### Problem details
Each line shown below should be copied exactly.

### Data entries
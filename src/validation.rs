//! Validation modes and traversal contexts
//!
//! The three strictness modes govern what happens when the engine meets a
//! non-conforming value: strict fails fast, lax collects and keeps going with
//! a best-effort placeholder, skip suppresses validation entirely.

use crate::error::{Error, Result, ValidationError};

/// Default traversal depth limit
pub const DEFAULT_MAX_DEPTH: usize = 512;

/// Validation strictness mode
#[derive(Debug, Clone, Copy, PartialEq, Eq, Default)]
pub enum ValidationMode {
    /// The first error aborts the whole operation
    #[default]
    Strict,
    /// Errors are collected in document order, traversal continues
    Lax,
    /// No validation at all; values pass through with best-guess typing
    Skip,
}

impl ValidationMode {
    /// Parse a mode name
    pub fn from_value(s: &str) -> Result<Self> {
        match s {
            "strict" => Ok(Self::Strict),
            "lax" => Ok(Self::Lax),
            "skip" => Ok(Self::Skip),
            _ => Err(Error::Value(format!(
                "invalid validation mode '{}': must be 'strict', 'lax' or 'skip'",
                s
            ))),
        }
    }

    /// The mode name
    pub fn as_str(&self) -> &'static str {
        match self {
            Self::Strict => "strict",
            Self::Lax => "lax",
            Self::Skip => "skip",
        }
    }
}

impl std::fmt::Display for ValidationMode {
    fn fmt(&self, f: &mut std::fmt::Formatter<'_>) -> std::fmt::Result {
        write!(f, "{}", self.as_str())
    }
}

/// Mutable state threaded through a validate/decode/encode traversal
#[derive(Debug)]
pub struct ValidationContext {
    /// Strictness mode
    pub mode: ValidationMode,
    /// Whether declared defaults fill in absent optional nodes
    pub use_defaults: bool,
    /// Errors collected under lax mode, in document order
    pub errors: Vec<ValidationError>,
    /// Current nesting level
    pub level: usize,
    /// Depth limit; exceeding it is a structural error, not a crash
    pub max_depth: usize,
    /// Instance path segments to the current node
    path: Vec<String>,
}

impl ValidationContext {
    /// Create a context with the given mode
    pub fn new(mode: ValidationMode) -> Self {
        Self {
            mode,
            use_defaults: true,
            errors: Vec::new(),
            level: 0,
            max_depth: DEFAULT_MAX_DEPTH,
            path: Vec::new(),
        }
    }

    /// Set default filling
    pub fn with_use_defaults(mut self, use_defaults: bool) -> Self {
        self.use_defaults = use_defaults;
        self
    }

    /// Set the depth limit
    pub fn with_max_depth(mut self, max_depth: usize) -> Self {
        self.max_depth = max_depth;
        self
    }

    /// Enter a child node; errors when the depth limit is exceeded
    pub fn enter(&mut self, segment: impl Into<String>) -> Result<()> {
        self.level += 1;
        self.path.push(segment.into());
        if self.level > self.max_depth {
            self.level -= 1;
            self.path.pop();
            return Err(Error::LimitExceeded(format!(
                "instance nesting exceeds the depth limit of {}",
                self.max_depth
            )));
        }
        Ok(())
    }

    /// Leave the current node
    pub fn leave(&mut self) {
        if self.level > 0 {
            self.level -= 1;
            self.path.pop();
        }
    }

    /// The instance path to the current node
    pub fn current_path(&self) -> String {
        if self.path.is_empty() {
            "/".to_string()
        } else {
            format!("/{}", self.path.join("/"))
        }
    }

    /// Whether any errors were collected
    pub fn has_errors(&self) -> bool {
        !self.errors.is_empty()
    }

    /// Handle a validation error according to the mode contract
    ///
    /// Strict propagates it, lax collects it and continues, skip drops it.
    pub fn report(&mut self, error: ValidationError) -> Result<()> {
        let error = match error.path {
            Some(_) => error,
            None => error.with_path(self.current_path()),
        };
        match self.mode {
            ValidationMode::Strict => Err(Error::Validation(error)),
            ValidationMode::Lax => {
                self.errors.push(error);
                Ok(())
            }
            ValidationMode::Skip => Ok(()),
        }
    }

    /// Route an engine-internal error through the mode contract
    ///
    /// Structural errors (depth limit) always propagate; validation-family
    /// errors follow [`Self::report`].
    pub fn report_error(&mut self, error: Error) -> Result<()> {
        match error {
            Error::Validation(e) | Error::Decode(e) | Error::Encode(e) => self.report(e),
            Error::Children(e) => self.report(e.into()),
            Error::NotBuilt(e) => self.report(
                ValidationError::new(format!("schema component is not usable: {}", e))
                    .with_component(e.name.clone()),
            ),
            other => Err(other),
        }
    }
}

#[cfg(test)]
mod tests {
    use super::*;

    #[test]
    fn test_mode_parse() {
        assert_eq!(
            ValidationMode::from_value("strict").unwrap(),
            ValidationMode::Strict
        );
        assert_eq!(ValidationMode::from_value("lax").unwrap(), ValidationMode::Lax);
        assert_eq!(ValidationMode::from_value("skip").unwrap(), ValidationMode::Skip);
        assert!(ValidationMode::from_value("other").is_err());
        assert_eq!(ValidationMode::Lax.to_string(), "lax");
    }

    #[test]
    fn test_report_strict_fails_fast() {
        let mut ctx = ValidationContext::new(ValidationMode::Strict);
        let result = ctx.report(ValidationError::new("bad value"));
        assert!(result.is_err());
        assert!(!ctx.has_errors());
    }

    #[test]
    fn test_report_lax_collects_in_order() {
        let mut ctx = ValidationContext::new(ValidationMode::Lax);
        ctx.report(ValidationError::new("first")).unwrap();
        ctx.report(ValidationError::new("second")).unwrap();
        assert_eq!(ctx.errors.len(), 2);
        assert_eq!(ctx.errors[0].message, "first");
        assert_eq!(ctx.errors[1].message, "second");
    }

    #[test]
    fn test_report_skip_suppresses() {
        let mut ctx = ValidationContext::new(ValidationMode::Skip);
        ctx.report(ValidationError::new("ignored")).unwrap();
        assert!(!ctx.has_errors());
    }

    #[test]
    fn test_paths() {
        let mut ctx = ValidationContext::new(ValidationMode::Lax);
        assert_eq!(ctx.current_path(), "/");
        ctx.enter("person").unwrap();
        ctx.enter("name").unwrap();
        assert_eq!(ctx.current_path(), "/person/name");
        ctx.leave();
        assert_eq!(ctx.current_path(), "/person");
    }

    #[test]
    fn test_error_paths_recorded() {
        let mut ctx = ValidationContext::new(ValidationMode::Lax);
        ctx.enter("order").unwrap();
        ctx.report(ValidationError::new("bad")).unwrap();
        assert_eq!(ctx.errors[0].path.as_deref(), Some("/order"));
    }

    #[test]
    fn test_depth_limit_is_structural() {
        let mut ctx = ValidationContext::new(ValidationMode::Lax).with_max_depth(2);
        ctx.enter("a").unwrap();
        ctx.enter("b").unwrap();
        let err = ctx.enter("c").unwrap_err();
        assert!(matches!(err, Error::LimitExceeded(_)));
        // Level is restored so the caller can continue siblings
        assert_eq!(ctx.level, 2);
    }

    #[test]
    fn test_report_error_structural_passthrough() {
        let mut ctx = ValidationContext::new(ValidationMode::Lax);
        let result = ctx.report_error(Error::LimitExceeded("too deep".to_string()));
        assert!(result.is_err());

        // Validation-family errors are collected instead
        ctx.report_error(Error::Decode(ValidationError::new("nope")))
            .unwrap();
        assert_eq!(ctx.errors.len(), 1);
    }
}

### Task result
filename src/validation.rs
//! Validation modes and traversal contexts
//!
//! The three strictness modes govern what happens when the engine meets a
//! non-conforming value: strict fails fast, lax collects and keeps going with
//! a best-effort placeholder, skip suppresses validation entirely.

use crate::error::{Error, Result, ValidationError};

/// Default traversal depth limit
pub const DEFAULT_MAX_DEPTH: usize = 512;

/// Validation strictness mode
#[derive(Debug, Clone, Copy, PartialEq, Eq, Default)]
pub enum ValidationMode {
    /// The first error aborts the whole operation
    #[default]
    Strict,
    /// Errors are collected in document order, traversal continues
    Lax,
    /// No validation at all; values pass through with best-guess typing
    Skip,
}

impl ValidationMode {
    /// Parse a mode name
    pub fn from_value(s: &str) -> Result<Self> {
        match s {
            "strict" => Ok(Self::Strict),
            "lax" => Ok(Self::Lax),
            "skip" => Ok(Self::Skip),
            _ => Err(Error::Value(format!(
                "invalid validation mode '{}': must be 'strict', 'lax' or 'skip'",
                s
            ))),
        }
    }

    /// The mode name
    pub fn as_str(&self) -> &'static str {
        match self {
            Self::Strict => "strict",
            Self::Lax => "lax",
            Self::Skip => "skip",
        }
    }
}

impl std::fmt::Display for ValidationMode {
    fn fmt(&self, f: &mut std::fmt::Formatter<'_>) -> std::fmt::Result {
        write!(f, "{}", self.as_str())
    }
}

/// Mutable state threaded through a validate/decode/encode traversal
#[derive(Debug)]
pub struct ValidationContext {
    /// Strictness mode
    pub mode: ValidationMode,
    /// Whether declared defaults fill in absent optional nodes
    pub use_defaults: bool,
    /// Errors collected under lax mode, in document order
    pub errors: Vec<ValidationError>,
    /// Current nesting level
    pub level: usize,
    /// Depth limit; exceeding it is a structural error, not a crash
    pub max_depth: usize,
    /// Instance path segments to the current node
    path: Vec<String>,
}

impl ValidationContext {
    /// Create a context with the given mode
    pub fn new(mode: ValidationMode) -> Self {
        Self {
            mode,
            use_defaults: true,
            errors: Vec::new(),
            level: 0,
            max_depth: DEFAULT_MAX_DEPTH,
            path: Vec::new(),
        }
    }

    /// Set default filling
    pub fn with_use_defaults(mut self, use_defaults: bool) -> Self {
        self.use_defaults = use_defaults;
        self
    }

    /// Set the depth limit
    pub fn with_max_depth(mut self, max_depth: usize) -> Self {
        self.max_depth = max_depth;
        self
    }

    /// Enter a child node; errors when the depth limit is exceeded
    pub fn enter(&mut self, segment: impl Into<String>) -> Result<()> {
        self.level += 1;
        self.path.push(segment.into());
        if self.level > self.max_depth {
            self.level -= 1;
            self.path.pop();
            return Err(Error::LimitExceeded(format!(
                "instance nesting exceeds the depth limit of {}",
                self.max_depth
            )));
        }
        Ok(())
    }

    /// Leave the current node
    pub fn leave(&mut self) {
        if self.level > 0 {
            self.level -= 1;
            self.path.pop();
        }
    }

    /// The instance path to the current node
    pub fn current_path(&self) -> String {
        if self.path.is_empty() {
            "/".to_string()
        } else {
            format!("/{}", self.path.join("/"))
        }
    }

    /// Whether any errors were collected
    pub fn has_errors(&self) -> bool {
        !self.errors.is_empty()
    }

    /// Handle a validation error according to the mode contract
    ///
    /// Strict propagates it, lax collects it and continues, skip drops it.
    pub fn report(&mut self, error: ValidationError) -> Result<()> {
        let error = match error.path {
            Some(_) => error,
            None => error.with_path(self.current_path()),
        };
        match self.mode {
            ValidationMode::Strict => Err(Error::Validation(error)),
            ValidationMode::Lax => {
                self.errors.push(error);
                Ok(())
            }
            ValidationMode::Skip => Ok(()),
        }
    }

    /// Route an engine-internal error through the mode contract
    ///
    /// Structural errors (depth limit) always propagate; validation-family
    /// errors follow [`Self::report`].
    pub fn report_error(&mut self, error: Error) -> Result<()> {
        match error {
            Error::Validation(e) | Error::Decode(e) | Error::Encode(e) => self.report(e),
            Error::Children(e) => self.report(e.into()),
            Error::NotBuilt(e) => self.report(
                ValidationError::new(format!("schema component is not usable: {}", e))
                    .with_component(e.name.clone()),
            ),
            other => Err(other),
        }
    }
}

#[cfg(test)]
mod tests {
    use super::*;

    #[test]
    fn test_mode_parse() {
        assert_eq!(
            ValidationMode::from_value("strict").unwrap(),
            ValidationMode::Strict
        );
        assert_eq!(ValidationMode::from_value("lax").unwrap(), ValidationMode::Lax);
        assert_eq!(ValidationMode::from_value("skip").unwrap(), ValidationMode::Skip);
        assert!(ValidationMode::from_value("other").is_err());
        assert_eq!(ValidationMode::Lax.to_string(), "lax");
    }

    #[test]
    fn test_report_strict_fails_fast() {
        let mut ctx = ValidationContext::new(ValidationMode::Strict);
        let result = ctx.report(ValidationError::new("bad value"));
        assert!(result.is_err());
        assert!(!ctx.has_errors());
    }

    #[test]
    fn test_report_lax_collects_in_order() {
        let mut ctx = ValidationContext::new(ValidationMode::Lax);
        ctx.report(ValidationError::new("first")).unwrap();
        ctx.report(ValidationError::new("second")).unwrap();
        assert_eq!(ctx.errors.len(), 2);
        assert_eq!(ctx.errors[0].message, "first");
        assert_eq!(ctx.errors[1].message, "second");
    }

    #[test]
    fn test_report_skip_suppresses() {
        let mut ctx = ValidationContext::new(ValidationMode::Skip);
        ctx.report(ValidationError::new("ignored")).unwrap();
        assert!(!ctx.has_errors());
    }

    #[test]
    fn test_paths() {
        let mut ctx = ValidationContext::new(ValidationMode::Lax);
        assert_eq!(ctx.current_path(), "/");
        ctx.enter("person").unwrap();
        ctx.enter("name").unwrap();
        assert_eq!(ctx.current_path(), "/person/name");
        ctx.leave();
        assert_eq!(ctx.current_path(), "/person");
    }

    #[test]
    fn test_error_paths_recorded() {
        let mut ctx = ValidationContext::new(ValidationMode::Lax);
        ctx.enter("order").unwrap();
        ctx.report(ValidationError::new("bad")).unwrap();
        assert_eq!(ctx.errors[0].path.as_deref(), Some("/order"));
    }

    #[test]
    fn test_depth_limit_is_structural() {
        let mut ctx = ValidationContext::new(ValidationMode::Lax).with_max_depth(2);
        ctx.enter("a").unwrap();
        ctx.enter("b").unwrap();
        let err = ctx.enter("c").unwrap_err();
        assert!(matches!(err, Error::LimitExceeded(_)));
        // Level is restored so the caller can continue siblings
        assert_eq!(ctx.level, 2);
    }

    #[test]
    fn test_report_error_structural_passthrough() {
        let mut ctx = ValidationContext::new(ValidationMode::Lax);
        let result = ctx.report_error(Error::LimitExceeded("too deep".to_string()));
        assert!(result.is_err());

        // Validation-family errors are collected instead
        ctx.report_error(Error::Decode(ValidationError::new("nope")))
            .unwrap();
        assert_eq!(ctx.errors.len(), 1);
    }
}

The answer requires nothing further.